Nat Gomorrah: a life in football, part 1...

As he reaches the landmark of fifty years with the club, let's celebrate the career of Nat Gomorrah, the best centre forward ever to pull on a Hurlmere Harriers shirt. To the players of today, unaware of the club’s history, Nat’s just an old geezer with a gammy knee and a nose like an over-ripe strawberry. The guy who washes their kit and re-marks the pitch with quicklime. But to those who have followed the peregrinations of Hurlmere Harriers, around the Vauxhall Cars Beezer Homes Sherpa Van Division (North West), Nat Gomorrah is a living legend.

Nat was born with football boots on: a difficult birth by any standards. They were tough, those wartime years, especially in the Gomorrah household. Nat was the youngest of nine children, so, with never enough clothes to go round, the kids had to take turns playing out.

The Gomorrahs got by the best they could.

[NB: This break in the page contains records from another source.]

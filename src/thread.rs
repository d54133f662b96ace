//! Threads and the per-VSpace memory layout pass.
//!
//! Threads that share a VSpace compete for the address range above the
//! loaded segments, so they are laid out together: stack, then IPC buffer,
//! then the next thread's stack, with unmapped guard pages in between so a
//! stack overrun faults instead of silently corrupting a neighbour. VSpaces
//! are independent of one another.

use crate::cap::CapKind;
use crate::context::Context;
use crate::error::{ConfigError, Error, InternalInvariant};
use crate::ops::{CapCreateOp, MapFrameOp, Operation, PassGpMemoryInfoOp};
use crate::paging::VaddrRange;
use crate::stack::StackBuilder;
use crate::vspace::BinaryChunk;

/// One startup thread. The addresses and entry arguments are filled in by
/// the layout pass; until then they are zero.
#[derive(Debug, Clone)]
pub struct Thread {
    /// Also the name of the tcb cap.
    pub name: String,
    pub cspace: String,
    pub vspace: String,
    pub ipc_buffer: String,
    pub stack_size: u64,
    pub entry_addr: u64,
    pub args: Vec<String>,
    pub envps: Vec<String>,

    pub ipc_buffer_addr: u64,
    pub stack_top_addr: u64,
    pub stack_pointer_addr: u64,
    pub arg0: u64,
    pub arg1: u64,
    pub arg2: u64,
}

/// Lay out stacks and IPC buffers for every vspace, growing the paging trees
/// over everything that gets mapped and building each thread's initial stack
/// chunk. Map and create operations for IPC buffers and gp-memory-info
/// frames are emitted here as a side effect of placing them.
pub fn run_layout(ctx: &mut Context) -> Result<(), Error> {
    let vspace_names: Vec<String> = ctx.vspaces.keys().cloned().collect();
    for vspace_name in vspace_names {
        layout_shared_vspace(ctx, &vspace_name)?;
    }
    Ok(())
}

fn layout_shared_vspace(ctx: &mut Context, vspace_name: &str) -> Result<(), Error> {
    let page_size = ctx.page_size;
    let thread_names: Vec<String> = ctx
        .threads
        .iter()
        .filter(|(_, thread)| thread.vspace == vspace_name)
        .map(|(name, _)| name.clone())
        .collect();

    // Everything above the loaded segments is free for stacks and buffers.
    let last_chunk_vaddr = ctx.vspaces[vspace_name].chunks_end();
    if last_chunk_vaddr % page_size != 0 {
        return Err(InternalInvariant::UnalignedChunkEnd {
            vspace: vspace_name.to_string(),
            vaddr: last_chunk_vaddr,
        }
        .into());
    }
    let mut addr_ptr = last_chunk_vaddr;

    // Guard page between the segments and the first stack.
    addr_ptr += page_size;

    // If any thread here holds a cspace designated for leftover untypeds, it
    // will want to know what it was given; reserve one frame per vspace for
    // that memory-info record.
    let wants_gp_info = thread_names.iter().any(|name| {
        ctx.cnodes
            .get(&ctx.threads[name].cspace)
            .map_or(false, |cnode| cnode.gp_untypeds.is_some())
    });
    let mut gp_info_vaddr = None;
    if wants_gp_info {
        let frame_name = format!("{}_gp_memory_info_frame__", vspace_name);
        let frame_addr = ctx.cap_table.append(&frame_name, CapKind::Frame)?;
        let size_bits = ctx.sel4_info.object_size_bits(CapKind::Frame, ctx.arch)?;
        let vspace_addr = ctx
            .cap_table
            .address_of(vspace_name)
            .expect("vspace cap appended at ingestion");
        ctx.ops.push(Operation::CapCreate(CapCreateOp {
            cap_type: CapKind::Frame.sel4_object_name(ctx.arch),
            dest: frame_addr,
            size_bits,
            bytes_required: 1 << size_bits,
        }));
        ctx.ops.push(Operation::PassGpMemoryInfo(PassGpMemoryInfoOp {
            dest_vaddr: addr_ptr,
            frame: frame_addr,
            dest_vspace: vspace_addr,
        }));
        cover(ctx, vspace_name, addr_ptr, addr_ptr + page_size);
        gp_info_vaddr = Some(addr_ptr);
        log::debug!(
            "vspace '{}': gp memory info frame at {:#x}",
            vspace_name,
            addr_ptr
        );
        // The frame plus a guard page above it.
        addr_ptr += 2 * page_size;
    }

    for thread_name in thread_names {
        addr_ptr = layout_thread(ctx, vspace_name, &thread_name, addr_ptr, gp_info_vaddr)?;
    }
    Ok(())
}

fn layout_thread(
    ctx: &mut Context,
    vspace_name: &str,
    thread_name: &str,
    mut addr_ptr: u64,
    gp_info_vaddr: Option<u64>,
) -> Result<u64, Error> {
    let page_size = ctx.page_size;
    let vspace_addr = ctx
        .cap_table
        .address_of(vspace_name)
        .expect("vspace cap appended at ingestion");

    // Stacks are mapped at page granularity, so round the requested size up.
    let stack_size = {
        let thread = &ctx.threads[thread_name];
        thread.stack_size + thread.stack_size.wrapping_neg() % page_size
    };

    addr_ptr += stack_size;
    let stack_top_addr = addr_ptr;

    // Guard page between the stack and the IPC buffer.
    addr_ptr += page_size;

    let ipc_buffer_addr = addr_ptr;
    let ipc_frame_addr = ctx
        .cap_table
        .address_of(&ctx.threads[thread_name].ipc_buffer)
        .expect("ipc buffer cap checked at ingestion");
    ctx.ops.push(Operation::MapFrame(MapFrameOp {
        frame: ipc_frame_addr,
        vspace: vspace_addr,
        vaddr: ipc_buffer_addr,
    }));
    cover(ctx, vspace_name, ipc_buffer_addr, ipc_buffer_addr + page_size);
    addr_ptr += page_size;

    // Guard page between the IPC buffer and whatever comes next.
    addr_ptr += page_size;

    {
        let thread = ctx.threads.get_mut(thread_name).expect("thread exists");
        thread.stack_size = stack_size;
        thread.stack_top_addr = stack_top_addr;
        thread.ipc_buffer_addr = ipc_buffer_addr;
        thread.envps.push(format!("ipc_buffer={}", ipc_buffer_addr));
        if let Some(vaddr) = gp_info_vaddr {
            thread.envps.push(format!("gp_memory_info={}", vaddr));
        }
    }

    build_stack_chunk(ctx, vspace_name, thread_name)?;
    log::debug!(
        "thread '{}': stack top {:#x}, ipc buffer {:#x}",
        thread_name,
        stack_top_addr,
        ipc_buffer_addr
    );
    Ok(addr_ptr)
}

/// Assemble the thread's initial stack image and append it to its vspace as
/// a right-aligned chunk covering the whole stack.
fn build_stack_chunk(ctx: &mut Context, vspace_name: &str, thread_name: &str) -> Result<(), Error> {
    let thread = &ctx.threads[thread_name];
    let vspace = &ctx.vspaces[vspace_name];

    let mut builder = StackBuilder::new(&ctx.sel4_info, thread.stack_top_addr);
    // The thread's own name is always argv[0].
    builder.push_arg(&thread.name);
    for arg in &thread.args {
        builder.push_arg(arg);
    }
    for env in &thread.envps {
        builder.push_env(env);
    }
    builder.push_auxv(
        ctx.sel4_info.literals.at_sel4_ipc_buffer_ptr,
        thread.ipc_buffer_addr,
    );
    if let Some(vsyscall) = vspace.symbol("sel4_vsyscall")? {
        builder.push_auxv(ctx.sel4_info.literals.at_sysinfo, vsyscall);
    }
    let image = builder.finish();

    if image.bytes.len() as u64 > thread.stack_size {
        return Err(ConfigError::StackImageTooLarge {
            thread: thread.name.clone(),
            image_len: image.bytes.len(),
            stack_size: thread.stack_size,
        }
        .into());
    }

    // The stack grows down; pad below the image so its last byte touches the
    // stack top.
    let mut padded = vec![0u8; (thread.stack_size - image.bytes.len() as u64) as usize];
    padded.extend_from_slice(&image.bytes);
    let chunk = BinaryChunk::new(
        format!("{}_stack_frame__", thread.name),
        padded,
        thread.stack_top_addr - thread.stack_size,
        thread.stack_size,
        vspace.alignment,
    );
    let chunk_range = chunk.range();

    {
        let thread = ctx.threads.get_mut(thread_name).expect("thread exists");
        thread.stack_pointer_addr = image.stack_pointer_addr;
        thread.arg0 = image.arg0;
        thread.arg1 = image.arg1;
        thread.arg2 = image.arg2;
    }
    ctx.vspaces
        .get_mut(vspace_name)
        .expect("vspace exists")
        .chunks
        .push(chunk);
    cover(ctx, vspace_name, chunk_range.lower, chunk_range.upper);
    Ok(())
}

fn cover(ctx: &mut Context, vspace_name: &str, lower: u64, upper: u64) {
    let layout = ctx.layout;
    ctx.paging_trees
        .get_mut(vspace_name)
        .expect("paging tree built before layout")
        .cover(&layout, VaddrRange { lower, upper });
}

Nat’s mum traded sexual favours with homesick American GIs for life’s little luxuries, like bubble-gum and nylon stockings: reckoned, at the time, to have been a fair swap. Money was tight, and so was his dad. He’d be down the pub, pissing away any spare cash he could find, and, in the process, providing an unfortunate role model for the impressionable Nat.

As a lad, Nat would spend hours dribbling a ball around the furniture of the cramped little house in Hurlmere. He learned how to nutmeg the wash-stand, and leave the sofa standing, before side-footing the ball between the legs of the kitchen table. “The boy’s a fool”, his dad would say, as Nat pulled a grubby vest over his head and practised his post-goal celebrations, “I’m off down the pub”.

Nat was playing a kickabout game in the park when he was talent-spotted by Brian Shoulder - then manager of Hurlmere Harriers - who selflessly devoted his Sunday mornings to watching young lads at play. Impressed by the lad’s precocious skills with the ball, Brian encouraged Nat to come to the ground for a trial.

Blessed with an educated left foot, Nat proved to be a natural goal-scorer. His right foot couldn't even manage a CSE in woodwork, but, hey, that's football for you. In next to no time he had risen through the youth team and the reserves; when he made his debut in the first team, back in 1950, he was just a gangly youth of fifteen, wearing borrowed shin-pads.